**ASSIGNMENT:** Below are some entries. Reproduce them word for word.

**** DATA TO EXAMINE ****

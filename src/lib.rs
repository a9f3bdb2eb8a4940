//! songfile
//!
//! Open an audio file, read and edit its metadata tags as an ordered,
//! case-insensitive mapping, inspect its stream properties, save it back
//! without touching the audio data, and play it through the default output
//! device.
//!
//! ```rust,no_run
//! use songfile::Song;
//!
//! # fn main() -> songfile::Result<()> {
//! let mut song = Song::open("test.flac")?;
//!
//! // Tags behave like an ordered, case-insensitive map.
//! assert_eq!(song.get("artist")?, song.get("ARTIST")?);
//! song.set("track", 5);
//!
//! // Derived stream properties are computed once and cached.
//! println!("{:.3}s @ {} Hz", song.duration()?, song.sample_rate()?);
//!
//! // Persist the edited tags; the audio stream is reused as-is.
//! song.save_as("copy.flac")?;
//! # Ok(())
//! # }
//! ```

pub mod error;
mod info;
pub mod playback;
mod song;
mod tags;

pub use error::{Result, SongError};
pub use playback::SampleStream;
pub use song::Song;
pub use tags::{Keys, TagIndex};
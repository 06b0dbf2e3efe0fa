use reqwest::StatusCode;
use serde_json::Value;
use thiserror::Error;

#[derive(Error, Debug)]
pub enum ApiError {
    #[error("Session expired")]
    SessionExpired,

    #[error("Unauthorized - session may be expired")]
    Unauthorized,

    #[error("Rate limit exceeded")]
    RateLimited { retry_after: Option<u64> },

    #[error("Access denied: {0}")]
    AccessDenied(String),

    #[error("Resource not found: {0}")]
    NotFound(String),

    #[error("Server error: {0}")]
    ServerError(String),

    #[error("Network error: {0}")]
    NetworkError(#[from] reqwest::Error),

    #[error("Invalid response: {0}")]
    InvalidResponse(String),

    #[error("Invalid request: {0}")]
    InvalidRequest(String),

    #[error("Request rejected: {0}")]
    Rejected(String),
}

/// Maximum length for error response bodies in error messages
const MAX_ERROR_BODY_LENGTH: usize = 500;

impl ApiError {
    /// Truncate a response body to avoid logging excessive data
    fn truncate_body(body: &str) -> String {
        if body.len() <= MAX_ERROR_BODY_LENGTH {
            return body.to_string();
        }
        let mut end = MAX_ERROR_BODY_LENGTH;
        while !body.is_char_boundary(end) {
            end -= 1;
        }
        format!("{}... (truncated, {} total bytes)", &body[..end], body.len())
    }

    pub fn from_status(status: StatusCode, body: &str) -> Self {
        match status.as_u16() {
            401 => ApiError::Unauthorized,
            429 => ApiError::RateLimited {
                retry_after: retry_after_from_body(body),
            },
            403 => ApiError::AccessDenied(Self::truncate_body(body)),
            404 => ApiError::NotFound(Self::truncate_body(body)),
            500..=599 => ApiError::ServerError(Self::truncate_body(body)),
            _ => ApiError::InvalidResponse(format!(
                "Status {}: {}",
                status,
                Self::truncate_body(body)
            )),
        }
    }

    pub fn is_rate_limited(&self) -> bool {
        matches!(self, ApiError::RateLimited { .. })
    }
}

/// Extract `data.retry_after` (seconds) from a 429 body.
///
/// Accepts integers, floats (rounded up) and numeric strings. Anything
/// missing, malformed or not positive yields `None`.
pub fn retry_after_from_body(body: &str) -> Option<u64> {
    let value: Value = serde_json::from_str(body).ok()?;
    let secs = match value.pointer("/data/retry_after")? {
        Value::Number(n) => n.as_f64()?,
        Value::String(s) => s.trim().parse::<f64>().ok()?,
        _ => return None,
    };
    if secs.is_finite() && secs > 0.0 {
        Some(secs.ceil() as u64)
    } else {
        None
    }
}
//! Registry of recurring background work.
//!
//! Anything that polls the server on a timer registers its handle here so
//! that a session expiration can stop every poll at once. Components that
//! keep their own timers outside the registry add a cleanup hook instead.

use std::collections::BTreeMap;
use std::fmt;
use std::sync::atomic::{AtomicU64, Ordering};
use std::sync::{Arc, Mutex, MutexGuard};

use tokio::task::AbortHandle;

/// Identifier handed out when a handle is registered.
#[derive(Debug, Clone, Copy, PartialEq, Eq, Hash, PartialOrd, Ord)]
pub struct IntervalId(u64);

impl fmt::Display for IntervalId {
    fn fmt(&self, f: &mut fmt::Formatter<'_>) -> fmt::Result {
        write!(f, "{}", self.0)
    }
}

/// A one-shot cancel action for a recurring timer.
pub struct IntervalHandle {
    cancel: Box<dyn FnOnce() + Send>,
}

impl IntervalHandle {
    pub fn new<F>(cancel: F) -> Self
    where
        F: FnOnce() + Send + 'static,
    {
        Self {
            cancel: Box::new(cancel),
        }
    }

    /// Handle that aborts a spawned tokio task.
    pub fn from_abort(handle: AbortHandle) -> Self {
        Self::new(move || handle.abort())
    }

    pub fn cancel(self) {
        (self.cancel)()
    }
}

impl fmt::Debug for IntervalHandle {
    fn fmt(&self, f: &mut fmt::Formatter<'_>) -> fmt::Result {
        f.debug_struct("IntervalHandle").finish_non_exhaustive()
    }
}

type CleanupHook = Arc<dyn Fn() + Send + Sync>;

#[derive(Default)]
pub struct IntervalRegistry {
    next_id: AtomicU64,
    handles: Mutex<BTreeMap<IntervalId, IntervalHandle>>,
    hooks: Mutex<Vec<CleanupHook>>,
}

impl IntervalRegistry {
    pub fn new() -> Self {
        Self::default()
    }

    pub fn register(&self, handle: IntervalHandle) -> IntervalId {
        let id = IntervalId(self.next_id.fetch_add(1, Ordering::SeqCst) + 1);
        self.handles().insert(id, handle);
        id
    }

    /// Forget a handle without cancelling it. The owner has already stopped it.
    pub fn unregister(&self, id: IntervalId) -> bool {
        self.handles().remove(&id).is_some()
    }

    /// Cancel one handle and remove it from the set.
    pub fn stop(&self, id: IntervalId) -> bool {
        // Released before cancelling so a cancel action may touch the registry.
        let handle = self.handles().remove(&id);
        match handle {
            Some(handle) => {
                handle.cancel();
                true
            }
            None => false,
        }
    }

    /// Cancel every registered handle exactly once, then run the cleanup hooks.
    /// Returns the number of handles cancelled.
    pub fn stop_all(&self) -> usize {
        let drained = std::mem::take(&mut *self.handles());
        let count = drained.len();
        for (_, handle) in drained {
            handle.cancel();
        }

        let hooks: Vec<CleanupHook> = self.hooks().clone();
        for hook in hooks {
            hook();
        }
        count
    }

    /// Register a callback run on every `stop_all`.
    pub fn add_cleanup_hook<F>(&self, hook: F)
    where
        F: Fn() + Send + Sync + 'static,
    {
        self.hooks().push(Arc::new(hook));
    }

    pub fn contains(&self, id: IntervalId) -> bool {
        self.handles().contains_key(&id)
    }

    pub fn len(&self) -> usize {
        self.handles().len()
    }

    pub fn is_empty(&self) -> bool {
        self.handles().is_empty()
    }

    fn handles(&self) -> MutexGuard<'_, BTreeMap<IntervalId, IntervalHandle>> {
        self.handles.lock().unwrap_or_else(|e| e.into_inner())
    }

    fn hooks(&self) -> MutexGuard<'_, Vec<CleanupHook>> {
        self.hooks.lock().unwrap_or_else(|e| e.into_inner())
    }
}

impl fmt::Debug for IntervalRegistry {
    fn fmt(&self, f: &mut fmt::Formatter<'_>) -> fmt::Result {
        f.debug_struct("IntervalRegistry")
            .field("registered", &self.len())
            .field("hooks", &self.hooks().len())
            .finish()
    }
}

****

**EXERCISE OUTPUT:**
filename src/lib.rs
repository a9f3bdb2eb8a4940
//! songfile
//!
//! Open an audio file, read and edit its metadata tags as an ordered,
//! case-insensitive mapping, inspect its stream properties, save it back
//! without touching the audio data, and play it through the default output
//! device.
//!
//! ```rust,no_run
//! use songfile::Song;
//!
//! # fn main() -> songfile::Result<()> {
//! let mut song = Song::open("test.flac")?;
//!
//! // Tags behave like an ordered, case-insensitive map.
//! assert_eq!(song.get("artist")?, song.get("ARTIST")?);
//! song.set("track", 5);
//!
//! // Derived stream properties are computed once and cached.
//! println!("{:.3}s @ {} Hz", song.duration()?, song.sample_rate()?);
//!
//! // Persist the edited tags; the audio stream is reused as-is.
//! song.save_as("copy.flac")?;
//! # Ok(())
//! # }
//! ```

pub mod error;
mod info;
pub mod playback;
mod song;
mod tags;

pub use error::{Result, SongError};
pub use playback::SampleStream;
pub use song::Song;
pub use tags::{Keys, TagIndex};
repository 06b0dbf2e3efe0fa
use reqwest::StatusCode;
use serde_json::Value;
use thiserror::Error;

#[derive(Error, Debug)]
pub enum ApiError {
    #[error("Session expired")]
    SessionExpired,

    #[error("Unauthorized - session may be expired")]
    Unauthorized,

    #[error("Rate limit exceeded")]
    RateLimited { retry_after: Option<u64> },

    #[error("Access denied: {0}")]
    AccessDenied(String),

    #[error("Resource not found: {0}")]
    NotFound(String),

    #[error("Server error: {0}")]
    ServerError(String),

    #[error("Network error: {0}")]
    NetworkError(#[from] reqwest::Error),

    #[error("Invalid response: {0}")]
    InvalidResponse(String),

    #[error("Invalid request: {0}")]
    InvalidRequest(String),

    #[error("Request rejected: {0}")]
    Rejected(String),
}

/// Maximum length for error response bodies in error messages
const MAX_ERROR_BODY_LENGTH: usize = 500;

impl ApiError {
    /// Truncate a response body to avoid logging excessive data
    fn truncate_body(body: &str) -> String {
        if body.len() <= MAX_ERROR_BODY_LENGTH {
            return body.to_string();
        }
        let mut end = MAX_ERROR_BODY_LENGTH;
        while !body.is_char_boundary(end) {
            end -= 1;
        }
        format!("{}... (truncated, {} total bytes)", &body[..end], body.len())
    }

    pub fn from_status(status: StatusCode, body: &str) -> Self {
        match status.as_u16() {
            401 => ApiError::Unauthorized,
            429 => ApiError::RateLimited {
                retry_after: retry_after_from_body(body),
            },
            403 => ApiError::AccessDenied(Self::truncate_body(body)),
            404 => ApiError::NotFound(Self::truncate_body(body)),
            500..=599 => ApiError::ServerError(Self::truncate_body(body)),
            _ => ApiError::InvalidResponse(format!(
                "Status {}: {}",
                status,
                Self::truncate_body(body)
            )),
        }
    }

    pub fn is_rate_limited(&self) -> bool {
        matches!(self, ApiError::RateLimited { .. })
    }
}

/// Extract `data.retry_after` (seconds) from a 429 body.
///
/// Accepts integers, floats (rounded up) and numeric strings. Anything
/// missing, malformed or not positive yields `None`.
pub fn retry_after_from_body(body: &str) -> Option<u64> {
    let value: Value = serde_json::from_str(body).ok()?;
    let secs = match value.pointer("/data/retry_after")? {
        Value::Number(n) => n.as_f64()?,
        Value::String(s) => s.trim().parse::<f64>().ok()?,
        _ => return None,
    };
    if secs.is_finite() && secs > 0.0 {
        Some(secs.ceil() as u64)
    } else {
        None
    }
}
//! Registry of recurring background work.
//!
//! Anything that polls the server on a timer registers its handle here so
//! that a session expiration can stop every poll at once. Components that
//! keep their own timers outside the registry add a cleanup hook instead.

use std::collections::BTreeMap;
use std::fmt;
use std::sync::atomic::{AtomicU64, Ordering};
use std::sync::{Arc, Mutex, MutexGuard};

use tokio::task::AbortHandle;

/// Identifier handed out when a handle is registered.
#[derive(Debug, Clone, Copy, PartialEq, Eq, Hash, PartialOrd, Ord)]
pub struct IntervalId(u64);

impl fmt::Display for IntervalId {
    fn fmt(&self, f: &mut fmt::Formatter<'_>) -> fmt::Result {
        write!(f, "{}", self.0)
    }
}

/// A one-shot cancel action for a recurring timer.
pub struct IntervalHandle {
    cancel: Box<dyn FnOnce() + Send>,
}

impl IntervalHandle {
    pub fn new<F>(cancel: F) -> Self
    where
        F: FnOnce() + Send + 'static,
    {
        Self {
            cancel: Box::new(cancel),
        }
    }

    /// Handle that aborts a spawned tokio task.
    pub fn from_abort(handle: AbortHandle) -> Self {
        Self::new(move || handle.abort())
    }

    pub fn cancel(self) {
        (self.cancel)()
    }
}

impl fmt::Debug for IntervalHandle {
    fn fmt(&self, f: &mut fmt::Formatter<'_>) -> fmt::Result {
        f.debug_struct("IntervalHandle").finish_non_exhaustive()
    }
}

type CleanupHook = Arc<dyn Fn() + Send + Sync>;

#[derive(Default)]
pub struct IntervalRegistry {
    next_id: AtomicU64,
    handles: Mutex<BTreeMap<IntervalId, IntervalHandle>>,
    hooks: Mutex<Vec<CleanupHook>>,
}

impl IntervalRegistry {
    pub fn new() -> Self {
        Self::default()
    }

    pub fn register(&self, handle: IntervalHandle) -> IntervalId {
        let id = IntervalId(self.next_id.fetch_add(1, Ordering::SeqCst) + 1);
        self.handles().insert(id, handle);
        id
    }

    /// Forget a handle without cancelling it. The owner has already stopped it.
    pub fn unregister(&self, id: IntervalId) -> bool {
        self.handles().remove(&id).is_some()
    }

    /// Cancel one handle and remove it from the set.
    pub fn stop(&self, id: IntervalId) -> bool {
        // Released before cancelling so a cancel action may touch the registry.
        let handle = self.handles().remove(&id);
        match handle {
            Some(handle) => {
                handle.cancel();
                true
            }
            None => false,
        }
    }

    /// Cancel every registered handle exactly once, then run the cleanup hooks.
    /// Returns the number of handles cancelled.
    pub fn stop_all(&self) -> usize {
        let drained = std::mem::take(&mut *self.handles());
        let count = drained.len();
        for (_, handle) in drained {
            handle.cancel();
        }

        let hooks: Vec<CleanupHook> = self.hooks().clone();
        for hook in hooks {
            hook();
        }
        count
    }

    /// Register a callback run on every `stop_all`.
    pub fn add_cleanup_hook<F>(&self, hook: F)
    where
        F: Fn() + Send + Sync + 'static,
    {
        self.hooks().push(Arc::new(hook));
    }

    pub fn contains(&self, id: IntervalId) -> bool {
        self.handles().contains_key(&id)
    }

    pub fn len(&self) -> usize {
        self.handles().len()
    }

    pub fn is_empty(&self) -> bool {
        self.handles().is_empty()
    }

    fn handles(&self) -> MutexGuard<'_, BTreeMap<IntervalId, IntervalHandle>> {
        self.handles.lock().unwrap_or_else(|e| e.into_inner())
    }

    fn hooks(&self) -> MutexGuard<'_, Vec<CleanupHook>> {
        self.hooks.lock().unwrap_or_else(|e| e.into_inner())
    }
}

impl fmt::Debug for IntervalRegistry {
    fn fmt(&self, f: &mut fmt::Formatter<'_>) -> fmt::Result {
        f.debug_struct("IntervalRegistry")
            .field("registered", &self.len())
            .field("hooks", &self.hooks().len())
            .finish()
    }
}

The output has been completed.